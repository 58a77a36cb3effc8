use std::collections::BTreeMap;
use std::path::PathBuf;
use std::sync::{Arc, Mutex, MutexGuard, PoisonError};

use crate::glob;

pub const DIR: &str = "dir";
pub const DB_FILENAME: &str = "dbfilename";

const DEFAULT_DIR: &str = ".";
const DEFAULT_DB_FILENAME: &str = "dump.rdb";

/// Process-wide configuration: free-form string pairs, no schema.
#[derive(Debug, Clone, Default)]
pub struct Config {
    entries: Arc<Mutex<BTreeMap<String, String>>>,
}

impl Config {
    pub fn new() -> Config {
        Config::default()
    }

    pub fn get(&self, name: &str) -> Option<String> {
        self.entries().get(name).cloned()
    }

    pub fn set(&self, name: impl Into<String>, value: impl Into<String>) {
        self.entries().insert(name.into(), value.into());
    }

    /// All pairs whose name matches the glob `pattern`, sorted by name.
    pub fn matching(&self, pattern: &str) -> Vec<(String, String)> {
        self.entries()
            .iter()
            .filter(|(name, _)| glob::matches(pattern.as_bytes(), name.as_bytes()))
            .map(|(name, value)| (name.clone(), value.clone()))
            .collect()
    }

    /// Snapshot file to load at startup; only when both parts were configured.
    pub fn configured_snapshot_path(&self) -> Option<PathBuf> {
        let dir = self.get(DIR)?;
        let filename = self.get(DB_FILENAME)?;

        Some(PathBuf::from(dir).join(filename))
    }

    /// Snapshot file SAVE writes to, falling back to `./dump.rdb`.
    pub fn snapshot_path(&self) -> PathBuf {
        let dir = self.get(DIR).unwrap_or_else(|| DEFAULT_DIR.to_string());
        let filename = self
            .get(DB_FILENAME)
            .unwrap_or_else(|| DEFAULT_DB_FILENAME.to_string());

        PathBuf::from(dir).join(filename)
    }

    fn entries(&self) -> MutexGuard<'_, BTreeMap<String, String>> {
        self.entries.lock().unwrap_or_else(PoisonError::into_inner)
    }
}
----------
WHAT THE TASK REQUIRES
Only the lines with "matches" are needed; find them in the records and copy each one.

SOLUTION FOR THIS TASK
    /// All pairs whose name matches the glob `pattern`, sorted by name.
            .filter(|(name, _)| glob::matches(pattern.as_bytes(), name.as_bytes()))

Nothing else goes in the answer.